Każdemu, kto choć trochę interesuje się polską koszykówką, nazwisko Jarosława Zyskowskiego nie jest obce. Były reprezentant Polski, uczestnik mistrzostw Europy w 1985 roku, pięciokrotny mistrz Polski ze Śląskiem Wrocław. Teraz szansę na zaistnienie w drużynie narodowej ma jego syn... Jarosław Zyskowski junior.
Jarosław Zyskowski senior mierzy 205 cm wzrostu i grał na pozycji środkowego. Jego syn jest dwa centymetry niższy i występuje głównie jako niski skrzydłowy, ale może grać także na pozycji silnego skrzydłowego.
Zyskowski senior pochodzi z Białegostoku, ale lwią część koszykarskiego życia spędził we Wrocławiu. W tym mieście na świat przyszedł junior i w Śląsku stawiał pierwsze koszykarskie kroki. W ekstraklasie zadebiutował w wieku 19 lat, a prawdziwą szansę w najwyższej klasie rozgrywkowej dostał w sezonie 2011/2012 w ŁKS.
Następnie występował w Kotwicy Kołobrzeg, Polskim Cukrze Toruń i Polfarmeksie Kutno, czyli wówczas ligowych średniakach. W 2016 roku trafił do ówczesnego wicemistrza Polski – Rosy Radom i zadebiutował w europejskich pucharach, a konkretnie w Lidze Mistrzów FIBA. Niedoświadczeni Radomianie nie wytrzymali jednak tempa gry na dwóch frontach – w nowych rozgrywkach wygrali tylko trzy mecze (na 14 rozegranych), a w polskiej lidze odpadli w ćwierćfinale ze Stelmetem Zielona Góra (0:3).
Dwa mistrzostwa z Anwilem
Przełomowy okazał się transfer do Anwilu Włocławek. Igor Milicić miał pomysł na "Zyzia", potrafił go odpowiednio wykorzystać. Klub ze stolicy Kujaw dwa razy z rzędu zdobył mistrzostwo Polski z Zyskowskim w składzie.
W obu sezonach zawodnik z Wrocławia miał spory wkład, a w drugim roku gry we Włocławku, mimo że grał mniej, to pełnił jeszcze większą rolę, co widać po statystykach (zdobywał średnio ponad 10 punktów w meczu).
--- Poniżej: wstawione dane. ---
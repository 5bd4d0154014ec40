//! Table-level backup tool
//!
//! Snapshots every table of the `public` schema into `{prefix}_{table}_{YYYYMMDD}`
//! and drops snapshots older than the retention window. Dry-run unless `--run`.

// autobackup/src/main.rs
mod backup;
mod catalog;
mod config;
mod errors;
mod utils;

use anyhow::{Context, Result};
use backup::RunMode;
use config::AppConfig;
use std::env;
use std::path::PathBuf;
use std::process::ExitCode;
use tracing_subscriber::{layer::SubscriberExt, util::SubscriberInitExt};

const DEFAULT_CONFIG_PATH: &str = "config.json";
const CONFIG_PATH_ENV: &str = "AUTOBACKUP_CONFIG";
const USAGE: &str = "usage: autobackup [--run] [--config <path>] [--help]";

#[derive(Debug, PartialEq, Eq)]
struct CliArgs {
    run: bool,
    help: bool,
    config_path: Option<PathBuf>,
}

#[tokio::main]
async fn main() -> ExitCode {
    dotenv::dotenv().ok();

    tracing_subscriber::registry()
        .with(
            tracing_subscriber::EnvFilter::try_from_default_env()
                .unwrap_or_else(|_| "autobackup=info".into()),
        )
        .with(tracing_subscriber::fmt::layer())
        .init();

    let args = match parse_args(env::args().skip(1)) {
        Ok(args) => args,
        Err(e) => {
            tracing::error!("{:#}", e);
            return ExitCode::FAILURE;
        }
    };
    if args.help {
        println!("{}", USAGE);
        return ExitCode::SUCCESS;
    }

    match run_app(args).await {
        Ok(()) => {
            tracing::info!("backup done");
            ExitCode::SUCCESS
        }
        Err(e) => {
            tracing::error!("{:#}", e);
            ExitCode::FAILURE
        }
    }
}

async fn run_app(args: CliArgs) -> Result<()> {
    let config_path = args
        .config_path
        .or_else(|| env::var_os(CONFIG_PATH_ENV).map(PathBuf::from))
        .unwrap_or_else(|| PathBuf::from(DEFAULT_CONFIG_PATH));
    let app_config = AppConfig::load_from_json(&config_path).context(format!(
        "Failed to load application configuration from {}",
        config_path.display()
    ))?;

    let mode = RunMode::from_flag(args.run);
    if mode.is_dry_run() {
        tracing::info!("Dry run: no tables will be dropped or created, pass --run to apply");
    }

    let report = backup::run_backup_flow(&app_config, mode)
        .await
        .context("Backup process failed")?;

    tracing::info!(
        expired = report.retention.candidates.len(),
        sources = report.snapshot.candidates.len(),
        soft_failures = report.soft_failures(),
        "Run summary"
    );
    Ok(())
}

fn parse_args<I>(args: I) -> Result<CliArgs>
where
    I: IntoIterator<Item = String>,
{
    let mut parsed = CliArgs {
        run: false,
        help: false,
        config_path: None,
    };
    let mut args = args.into_iter();
    while let Some(arg) = args.next() {
        match arg.as_str() {
            "--run" | "-run" => parsed.run = true,
            "--config" | "-c" => {
                let path = args
                    .next()
                    .with_context(|| format!("--config needs a path\n{}", USAGE))?;
                parsed.config_path = Some(PathBuf::from(path));
            }
            "--help" | "-h" => parsed.help = true,
            other => anyhow::bail!("Unknown argument: {}\n{}", other, USAGE),
        }
    }
    Ok(parsed)
}

#[cfg(test)]
mod tests {
    use super::*;

    fn args(list: &[&str]) -> Vec<String> {
        list.iter().map(|s| s.to_string()).collect()
    }

    #[test]
    fn test_defaults_to_dry_run() -> anyhow::Result<()> {
        let parsed = parse_args(args(&[]))?;
        assert_eq!(
            parsed,
            CliArgs {
                run: false,
                help: false,
                config_path: None
            }
        );
        Ok(())
    }

    #[test]
    fn test_run_and_config() -> anyhow::Result<()> {
        let parsed = parse_args(args(&["--config", "/etc/autobackup.json", "--run"]))?;
        assert!(parsed.run);
        assert_eq!(parsed.config_path, Some(PathBuf::from("/etc/autobackup.json")));
        // Single-dash spelling is accepted too.
        assert!(parse_args(args(&["-run"]))?.run);
        Ok(())
    }

    #[test]
    fn test_help_is_not_an_error() -> anyhow::Result<()> {
        let parsed = parse_args(args(&["--help"]))?;
        assert!(parsed.help);
        assert!(!parsed.run);
        assert!(parse_args(args(&["--run", "-h"]))?.help);
        Ok(())
    }

    #[test]
    fn test_rejects_unknown_and_incomplete() {
        assert!(parse_args(args(&["--force"])).is_err());
        assert!(parse_args(args(&["--config"])).is_err());
    }
}
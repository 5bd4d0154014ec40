// autobackup/src/catalog/mod.rs
//! Access to the table catalog of the target schema.
//!
//! The backup passes only need two things from the database: the list of
//! table names on either side of the prefix, and a way to run one DDL
//! statement. Everything else (SQL text, identifier quoting, run-mode
//! gating) lives in the passes themselves.

pub mod postgres;

#[cfg(test)]
pub mod memory;

pub use self::postgres::PgCatalog;

/// Which side of the prefix split to enumerate.
#[derive(Debug, Clone, Copy, PartialEq, Eq)]
pub enum Selection {
    /// Tables whose name starts with the prefix (existing backups).
    Backups,
    /// Tables whose name does not start with the prefix (backup sources).
    Sources,
}

impl Selection {
    /// Whether `table_name` falls on this side of the split.
    pub fn matches(self, prefix: &str, table_name: &str) -> bool {
        match self {
            Selection::Backups => table_name.starts_with(prefix),
            Selection::Sources => !table_name.starts_with(prefix),
        }
    }
}

pub trait Catalog {
    /// Lists base tables of the target schema on the requested side of `prefix`.
    async fn list_tables(
        &self,
        prefix: &str,
        selection: Selection,
    ) -> Result<Vec<String>, sqlx::Error>;

    /// Executes one DDL statement as its own implicit transaction.
    async fn execute(&self, statement: &str) -> Result<(), sqlx::Error>;
}

/// Builds a `LIKE` pattern matching names that start with `prefix` literally.
///
/// `_` is a single-character wildcard in `LIKE`, and prefixes are allowed to
/// contain it, so every metacharacter is escaped with `\`.
pub fn like_prefix_pattern(prefix: &str) -> String {
    let mut pattern = String::with_capacity(prefix.len() + 4);
    for c in prefix.chars() {
        if matches!(c, '\\' | '%' | '_') {
            pattern.push('\\');
        }
        pattern.push(c);
    }
    pattern.push('%');
    pattern
}

#[cfg(test)]
mod tests {
    use super::*;

    #[test]
    fn test_like_pattern_escapes_wildcards() {
        assert_eq!(like_prefix_pattern("autobackup"), "autobackup%");
        assert_eq!(like_prefix_pattern("auto_bk"), "auto\\_bk%");
        assert_eq!(like_prefix_pattern("a%b\\c"), "a\\%b\\\\c%");
    }

    #[test]
    fn test_selection_is_a_partition() {
        let names = ["users", "autobackup", "autobackup_users_20230101", "auto", "xautobackup"];
        for name in names {
            let in_backups = Selection::Backups.matches("autobackup", name);
            let in_sources = Selection::Sources.matches("autobackup", name);
            assert!(in_backups ^ in_sources, "{} must be on exactly one side", name);
        }
    }
}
W drugim sezonie zbierał kolejne doświadczenie w Lidze Mistrzów.
Po ostatnim sezonie Zyskowski i Anwil nie porozumieli się w kwestiach finansowych i się rozstali. Jarosław junior trafił do Stelmetu Enea BC Zielona Góra i jak dotąd rozgrywa indywidualnie najlepszy sezon w karierze.
Czas na reprezentację
Grał w młodzieżowych reprezentacjach Polski, a także w kadrze B. Był też powoływany przez Mike'a Taylora, przyjechał nawet na zgrupowanie, ale nigdy nie znalazł się w kadrze meczowej. Teraz, biorąc pod uwagę jego formę, wszystko wskazuje na to, że tę szansę dostanie.
W Energa Basket Lidze notuje średnio ponad 16 punktów na mecz i ma ponad 55 procent skuteczności z gry. W ostatnim meczu z Legią zdobył aż 29 punktów (najwięcej w karierze). Ponadto zdobywa kolejne doświadczenie na wyższym poziomie – w lidze VTB. Tam gra w kratkę, ale miał bardzo dobre spotkania (22 pkt z Lokomotiwem Kubań czy 21 pkt z BS Tsmoki-Minsk).
Okazję do gry będzie miał tym większą, że kontuzjowany jest Mateusz Ponitka i na pewno nie zagra z Izraelem (20 lutego) i Hiszpanią (23 lutego – transmisja obu meczów w Telewizji Polskiej).